Thanks,
I have no opinion on this one.
Cheers,
P
-----Original Message-----
From: Wikimedia-l [mailto:wikimedia-l-bounces@lists.wikimedia.org] On Behalf Of Gerard
Meijssen
Sent: Tuesday, 19 January 2016 12:49 PM
To: Wikimedia Mailing List
Subject: Re: [Wikimedia-l] How to disseminate free knowledge? Was: Profile of Magnus
Manske
Hoi,
Thanks,
GerardM
On 19 January 2016 at 10:35, Peter Southwood <peter.southwood(a)telkomsa.net>
wrote:
Which William Anthony?
There is an article on Wikipedia about one of them.
P
-----Original Message-----
From: Wikimedia-l [mailto:wikimedia-l-bounces@lists.wikimedia.org] On
Behalf Of Gerard Meijssen
Sent: Tuesday, 19 January 2016 10:39 AM
To: Wikimedia Mailing List
Subject: Re: [Wikimedia-l] How to disseminate free knowledge? Was:
Profile of Magnus Manske
Hoi,
You do not offend but worse you do not convince because your arguments
fail. What we have always done is "share in the sum of all knowledge"
and to you that is wrong. You use gobbledygook like "techbubble" and
your vision is one of community.
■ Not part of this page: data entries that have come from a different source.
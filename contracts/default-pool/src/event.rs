use soroban_sdk::{symbol_short, Address, Env, Symbol};

pub(crate) fn initialized(
    e: &Env,
    trove_manager: &Address,
    active_pool: &Address,
    collateral_token: &Address,
) {
    let topics = (
        symbol_short!("init"),
        trove_manager.clone(),
        active_pool.clone(),
    );
    e.events().publish(topics, collateral_token.clone());
}

pub(crate) fn debt_updated(e: &Env, total: i128) {
    let topics = (Symbol::new(e, "debt_updated"),);
    e.events().publish(topics, total);
}

pub(crate) fn collateral_received(e: &Env, from: &Address, amount: i128) {
    let topics = (Symbol::new(e, "coll_received"), from.clone());
    e.events().publish(topics, amount);
}

pub(crate) fn collateral_sent(e: &Env, to: &Address, amount: i128) {
    let topics = (symbol_short!("coll_sent"), to.clone());
    e.events().publish(topics, amount);
}
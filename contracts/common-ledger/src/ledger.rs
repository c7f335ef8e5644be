use pool_interface::types::error::Error;
use soroban_sdk::{assert_with_error, token, Address, Env};

use crate::storage::{
    read_collateral_balance, read_collateral_token, read_debt_balance, write_collateral_balance,
    write_debt_balance,
};

// Allowances granted for a cross-pool move are consumed within the same
// invocation; one ledger of lifetime is all they need.
const PEER_ALLOWANCE_TTL_LEDGERS: u32 = 1;

pub fn add_debt(env: &Env, amount: i128) -> Result<i128, Error> {
    let debt = read_debt_balance(env)
        .checked_add(amount)
        .ok_or(Error::MathOverflowError)?;

    write_debt_balance(env, debt);

    Ok(debt)
}

pub fn subtract_debt(env: &Env, amount: i128) -> Result<i128, Error> {
    let debt = read_debt_balance(env);
    assert_with_error!(env, amount <= debt, Error::InsufficientDebt);

    let debt = debt - amount;
    write_debt_balance(env, debt);

    Ok(debt)
}

/// Decrease that floors at zero instead of failing: redistribution rounding
/// can leave debt dust below the smallest external increment.
pub fn subtract_debt_clamped(env: &Env, amount: i128) -> i128 {
    let debt = read_debt_balance(env)
        .checked_sub(amount)
        .map_or(0, |d| d.max(0));

    write_debt_balance(env, debt);

    debt
}

/// Pulls `amount` of the collateral token out of `from`'s prior allowance
/// into the pool's custody. The counter moves only once the transfer has
/// succeeded; a failed pull aborts the invocation with the counter untouched.
pub fn pull_collateral(env: &Env, from: &Address, amount: i128) -> Result<i128, Error> {
    let token = read_collateral_token(env)?;
    let this = env.current_contract_address();

    token::Client::new(env, &token).transfer_from(&this, from, &this, &amount);

    let balance = read_collateral_balance(env)
        .checked_add(amount)
        .ok_or(Error::MathOverflowError)?;
    write_collateral_balance(env, balance);

    Ok(balance)
}

/// Pushes `amount` of the collateral token to an external recipient and
/// decreases the counter. Fails when `amount` exceeds the recorded balance.
pub fn push_collateral(env: &Env, to: &Address, amount: i128) -> Result<i128, Error> {
    let balance = read_collateral_balance(env);
    assert_with_error!(env, amount <= balance, Error::InsufficientCollateral);

    let token = read_collateral_token(env)?;
    token::Client::new(env, &token).transfer(&env.current_contract_address(), to, &amount);

    let balance = balance - amount;
    write_collateral_balance(env, balance);

    Ok(balance)
}

/// Decrement half of a cross-pool move: the receiving pool has already
/// pulled the tokens, only the local counter moves here.
pub fn debit_collateral(env: &Env, amount: i128) -> Result<i128, Error> {
    let balance = read_collateral_balance(env);
    assert_with_error!(env, amount <= balance, Error::InsufficientCollateral);

    let balance = balance - amount;
    write_collateral_balance(env, balance);

    Ok(balance)
}

/// Grants a peer pool the pull-allowance it consumes in `pull_collateral`.
pub fn approve_pull(env: &Env, spender: &Address, amount: i128) -> Result<(), Error> {
    let token = read_collateral_token(env)?;
    let live_until = env.ledger().sequence() + PEER_ALLOWANCE_TTL_LEDGERS;

    token::Client::new(env, &token).approve(
        &env.current_contract_address(),
        spender,
        &amount,
        &live_until,
    );

    Ok(())
}
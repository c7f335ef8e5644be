#![deny(warnings)]
#![no_std]

use common_ledger::ledger;
use common_ledger::storage::{
    has_collateral_token, read_collateral_balance, read_collateral_token, read_debt_balance,
    write_collateral_token,
};
use common_ledger::{require_authorized, require_positive_amount};
use pool_interface::types::error::Error;
use pool_interface::StabilityPoolTrait;
use soroban_sdk::{assert_with_error, contract, contractimpl, Address, Env};

use crate::storage::*;

mod event;
mod storage;


#[contract]
pub struct StabilityPool;

#[contractimpl]
impl StabilityPoolTrait for StabilityPool {
    /// Initializes the Stability Pool with its authorized peers and the
    /// collateral token it custodies.
    ///
    /// # Panics
    ///
    /// Panics with `AlreadyInitialized` if the pool has already been initialized.
    ///
    fn initialize(
        env: Env,
        borrower_operations: Address,
        trove_manager: Address,
        active_pool: Address,
        collateral_token: Address,
    ) -> Result<(), Error> {
        assert_with_error!(env, !has_collateral_token(&env), Error::AlreadyInitialized);

        write_borrower_operations(&env, &borrower_operations);
        write_trove_manager(&env, &trove_manager);
        write_active_pool(&env, &active_pool);
        write_collateral_token(&env, &collateral_token);

        event::initialized(&env, &trove_manager, &active_pool, &collateral_token);

        Ok(())
    }

    fn version() -> u32 {
        1
    }

    /// Adds `amount` to the recorded pooled deposits. Trove manager only.
    fn increase_total_deposits(env: Env, who: Address, amount: i128) -> Result<(), Error> {
        require_authorized(&env, &who, &[read_trove_manager(&env)?]);
        require_positive_amount(&env, amount);

        let total = ledger::add_debt(&env, amount)?;
        event::deposits_updated(&env, total);

        Ok(())
    }

    /// Removes `amount` from the recorded pooled deposits.
    ///
    /// # Panics
    ///
    /// Panics with `InsufficientDebt` if the amount exceeds the recorded
    /// deposits.
    ///
    fn decrease_total_deposits(env: Env, who: Address, amount: i128) -> Result<(), Error> {
        require_authorized(&env, &who, &[read_trove_manager(&env)?]);
        require_positive_amount(&env, amount);

        let total = ledger::subtract_debt(&env, amount)?;
        event::deposits_updated(&env, total);

        Ok(())
    }

    /// Pulls `amount` of the collateral token out of `from`'s allowance into
    /// the pool's custody and records it. Active pool only.
    fn receive_collateral(env: Env, from: Address, amount: i128) -> Result<(), Error> {
        require_authorized(&env, &from, &[read_active_pool(&env)?]);
        require_positive_amount(&env, amount);

        ledger::pull_collateral(&env, &from, amount)?;
        event::collateral_received(&env, &from, amount);

        Ok(())
    }

    fn get_collateral(env: Env) -> i128 {
        read_collateral_balance(&env)
    }

    fn get_total_deposits(env: Env) -> i128 {
        read_debt_balance(&env)
    }

    fn get_collateral_token_address(env: Env) -> Result<Address, Error> {
        read_collateral_token(&env)
    }

    fn borrower_operations(env: Env) -> Result<Address, Error> {
        read_borrower_operations(&env)
    }

    fn trove_manager(env: Env) -> Result<Address, Error> {
        read_trove_manager(&env)
    }

    fn active_pool(env: Env) -> Result<Address, Error> {
        read_active_pool(&env)
    }
}
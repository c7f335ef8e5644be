use common_ledger::storage::{HIGH_INSTANCE_BUMP_LEDGERS, LOW_INSTANCE_BUMP_LEDGERS};
use pool_interface::types::error::Error;
use soroban_sdk::{contracttype, Address, Env};

#[derive(Clone)]
#[contracttype]
pub enum DataKey {
    TroveManager,
    ActivePool,
}

pub fn write_trove_manager(env: &Env, address: &Address) {
    env.storage()
        .instance()
        .extend_ttl(LOW_INSTANCE_BUMP_LEDGERS, HIGH_INSTANCE_BUMP_LEDGERS);

    env.storage().instance().set(&DataKey::TroveManager, address);
}

pub fn read_trove_manager(env: &Env) -> Result<Address, Error> {
    env.storage()
        .instance()
        .extend_ttl(LOW_INSTANCE_BUMP_LEDGERS, HIGH_INSTANCE_BUMP_LEDGERS);

    env.storage()
        .instance()
        .get(&DataKey::TroveManager)
        .ok_or(Error::Uninitialized)
}

pub fn write_active_pool(env: &Env, address: &Address) {
    env.storage()
        .instance()
        .extend_ttl(LOW_INSTANCE_BUMP_LEDGERS, HIGH_INSTANCE_BUMP_LEDGERS);

    env.storage().instance().set(&DataKey::ActivePool, address);
}

pub fn read_active_pool(env: &Env) -> Result<Address, Error> {
    env.storage()
        .instance()
        .extend_ttl(LOW_INSTANCE_BUMP_LEDGERS, HIGH_INSTANCE_BUMP_LEDGERS);

    env.storage()
        .instance()
        .get(&DataKey::ActivePool)
        .ok_or(Error::Uninitialized)
}
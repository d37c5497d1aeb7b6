use lazy_static::lazy_static;
use std::collections::HashSet;

lazy_static! {
    static ref KEYWORDS: HashSet<&'static str> = [
        "int", "float", "bool", "string", "void", "if", "else", "switch", "main", "include",
        "true", "false",
    ]
    .iter()
    .copied()
    .collect();
}

#[derive(Debug, Clone, Copy, PartialEq, Eq)]
pub enum TokenKind {
    Identifier,
    Number,
    String,
    Keyword,
    Operator,
    Delimiter,
    Comment,
    Eof,
}

/// One classified token. `line` is 1-based; `column` is the 0-based character
/// offset of the token's first character within its line. String tokens keep
/// their surrounding quotes in `text`.
#[derive(Debug, Clone, PartialEq, Eq)]
pub struct Token {
    pub kind: TokenKind,
    pub text: String,
    pub line: usize,
    pub column: usize,
}

impl Token {
    fn new(kind: TokenKind, text: impl Into<String>, line: usize, column: usize) -> Self {
        Self {
            kind,
            text: text.into(),
            line,
            column,
        }
    }
}

pub fn is_keyword(word: &str) -> bool {
    KEYWORDS.contains(word)
}

/// Tokenize Crimson source into a flat token sequence terminated by a single
/// Eof token. Scanning is strictly line-oriented: strings and comments never
/// span lines, and an unclosed string runs to the end of its line.
pub fn tokenize(source: &str) -> Vec<Token> {
    let mut tokens = Vec::new();
    let mut line_num = 1;

    for line in source.lines() {
        let chars: Vec<char> = line.chars().collect();
        let mut pos = 0;

        while pos < chars.len() {
            while pos < chars.len() && chars[pos].is_whitespace() {
                pos += 1;
            }
            if pos >= chars.len() {
                break;
            }

            let c = chars[pos];

            // Line comment swallows the remainder of the line.
            if c == '/' && chars.get(pos + 1) == Some(&'/') {
                tokens.push(Token::new(TokenKind::Comment, slice(&chars, pos, chars.len()), line_num, pos));
                break;
            }

            // Preprocessor-style directives become one keyword token.
            if c == '#' {
                tokens.push(Token::new(TokenKind::Keyword, slice(&chars, pos, chars.len()), line_num, pos));
                break;
            }

            if c == '"' {
                let start = pos;
                pos += 1;
                while pos < chars.len() && chars[pos] != '"' {
                    if chars[pos] == '\\' && pos + 1 < chars.len() {
                        // A backslash protects the next character from closing
                        // the string; the escape itself is not decoded.
                        pos += 2;
                    } else {
                        pos += 1;
                    }
                }
                if pos < chars.len() {
                    pos += 1; // closing quote
                }
                tokens.push(Token::new(TokenKind::String, slice(&chars, start, pos), line_num, start));
                continue;
            }

            if c.is_ascii_digit() || c == '.' {
                let start = pos;
                while pos < chars.len() && (chars[pos].is_ascii_digit() || chars[pos] == '.') {
                    pos += 1;
                }
                tokens.push(Token::new(TokenKind::Number, slice(&chars, start, pos), line_num, start));
                continue;
            }

            if c.is_ascii_alphabetic() || c == '_' {
                let start = pos;
                while pos < chars.len() && (chars[pos].is_ascii_alphanumeric() || chars[pos] == '_') {
                    pos += 1;
                }
                let word = slice(&chars, start, pos);
                let kind = if is_keyword(&word) {
                    TokenKind::Keyword
                } else {
                    TokenKind::Identifier
                };
                tokens.push(Token::new(kind, word, line_num, start));
                continue;
            }

            if matches!(c, '+' | '-' | '*' | '/' | '=' | '!' | '<' | '>' | '&' | '|') {
                let start = pos;
                pos += 1;
                if let Some(&next) = chars.get(pos) {
                    let double = matches!(
                        (c, next),
                        ('=', '=') | ('!', '=') | ('<', '=') | ('>', '=') | ('&', '&') | ('|', '|')
                    );
                    if double {
                        pos += 1;
                    }
                }
                tokens.push(Token::new(TokenKind::Operator, slice(&chars, start, pos), line_num, start));
                continue;
            }

            if matches!(c, '(' | ')' | '{' | '}' | ';' | ',') {
                tokens.push(Token::new(TokenKind::Delimiter, c.to_string(), line_num, pos));
                pos += 1;
                continue;
            }

            // Anything unrecognized is skipped without producing a token.
            pos += 1;
        }

        line_num += 1;
    }

    tokens.push(Token::new(TokenKind::Eof, "", line_num, 0));
    tokens
}

fn slice(chars: &[char], start: usize, end: usize) -> String {
    chars[start..end].iter().collect()
}

#[cfg(test)]
mod tests {
    use super::*;

    fn kinds(source: &str) -> Vec<TokenKind> {
        tokenize(source).iter().map(|t| t.kind).collect()
    }

    fn texts(source: &str) -> Vec<String> {
        tokenize(source)
            .iter()
            .map(|t| t.text.clone())
            .collect()
    }

    #[test]
    fn classifies_declaration() {
        assert_eq!(
            kinds("int x = 5;"),
            vec![
                TokenKind::Keyword,
                TokenKind::Identifier,
                TokenKind::Operator,
                TokenKind::Number,
                TokenKind::Delimiter,
                TokenKind::Eof,
            ]
        );
    }

    #[test]
    fn main_and_switch_are_keywords() {
        let tokens = tokenize("main switch foo");
        assert_eq!(tokens[0].kind, TokenKind::Keyword);
        assert_eq!(tokens[1].kind, TokenKind::Keyword);
        assert_eq!(tokens[2].kind, TokenKind::Identifier);
    }

    #[test]
    fn merges_two_char_operators() {
        assert_eq!(
            texts("a == b != c <= d >= e && f || g"),
            vec!["a", "==", "b", "!=", "c", "<=", "d", ">=", "e", "&&", "f", "||", "g", ""]
        );
    }

    #[test]
    fn separated_operators_stay_single() {
        let tokens = tokenize("a < = b");
        assert_eq!(tokens[1].text, "<");
        assert_eq!(tokens[2].text, "=");
    }

    #[test]
    fn string_token_keeps_quotes() {
        let tokens = tokenize("crym(\"hi\");");
        assert_eq!(tokens[2].kind, TokenKind::String);
        assert_eq!(tokens[2].text, "\"hi\"");
    }

    #[test]
    fn escaped_quote_does_not_close_string() {
        let tokens = tokenize(r#""a\"b""#);
        assert_eq!(tokens[0].kind, TokenKind::String);
        assert_eq!(tokens[0].text, r#""a\"b""#);
    }

    #[test]
    fn unclosed_string_runs_to_end_of_line() {
        let tokens = tokenize("\"open\nint x;");
        assert_eq!(tokens[0].kind, TokenKind::String);
        assert_eq!(tokens[0].text, "\"open");
        assert_eq!(tokens[1].text, "int");
    }

    #[test]
    fn comment_swallows_rest_of_line() {
        let tokens = tokenize("int x; // trailing words\nint y;");
        let comment = tokens.iter().find(|t| t.kind == TokenKind::Comment).unwrap();
        assert_eq!(comment.text, "// trailing words");
        assert!(tokens.iter().any(|t| t.text == "y"));
    }

    #[test]
    fn directive_is_one_keyword_token() {
        let tokens = tokenize("#include <iostream>");
        assert_eq!(tokens[0].kind, TokenKind::Keyword);
        assert_eq!(tokens[0].text, "#include <iostream>");
        assert_eq!(tokens[1].kind, TokenKind::Eof);
    }

    #[test]
    fn number_permits_multiple_dots() {
        let tokens = tokenize("1.2.3");
        assert_eq!(tokens[0].kind, TokenKind::Number);
        assert_eq!(tokens[0].text, "1.2.3");
    }

    #[test]
    fn unknown_characters_are_skipped() {
        assert_eq!(texts("int @ x"), vec!["int", "x", ""]);
    }

    #[test]
    fn eof_line_is_line_count_plus_one() {
        let tokens = tokenize("int x;\nint y;\n");
        let eof = tokens.last().unwrap();
        assert_eq!(eof.kind, TokenKind::Eof);
        assert_eq!(eof.line, 3);
        assert_eq!(eof.text, "");
        assert_eq!(eof.column, 0);
    }

    #[test]
    fn columns_are_per_line_offsets() {
        let tokens = tokenize("if (x)\n  crym(y);");
        assert_eq!((tokens[0].line, tokens[0].column), (1, 0));
        assert_eq!((tokens[1].line, tokens[1].column), (1, 3));
        assert_eq!((tokens[2].line, tokens[2].column), (1, 4));
        // Second line: indentation shifts columns, line restarts the offset.
        assert_eq!((tokens[4].line, tokens[4].column), (2, 2));
    }
}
Fine. You do not define community in
any other way and leave me with a sense of "so?".
Wikipedia is our flagship. But Wikimedia is a fleet. With only a
flagship we are a one-trick-pony and we are about more than
encyclopaedic trivia about whatever there is to know about Elvis
Presley. To me it is telling that there is no article about William
Anthony. You will find him now in Wikidata and if you care to know why
Mr Anthony is notable you may google him.
Our fleet consists of types of vessels that each have their own
purpose in our plight to bring the sum of all knowledge to the world.
When Wikipedia is all we do, we do a miserable job. A miserable job
because we do not even share in the sum of knowledge available to us.
If reach is what our concern is, we should consider how to increase
our reach and place the ships in the most advantageous position in
order to provide more information so that people can gain the
knowledge by integrating what they know with what we offer.
So far we do a piss poor job at marketing our knowledge and it is
because we are not concerned with sharing in the sum of all knowledge,
most of us are only concerned with Wikipedia and that is a castle and
the trade routes are moving elsewhere.
Thanks,
GerardM
On 18 January 2016 at 22:37, Jens Best <best.jens(a)gmail.com> wrote:
Hi Magnus,
thanks for bringing yourself into the discussion.
I agree on several aspects you point out in the first half of your
mail about improvements, expectations and "prominent subgroups".
When it comes to re-emphasize this "castle"-narrative, I had the
feeling you wanna connect reasonable ideas of other ways into the
future with all the nay-sayers you described so detailed before.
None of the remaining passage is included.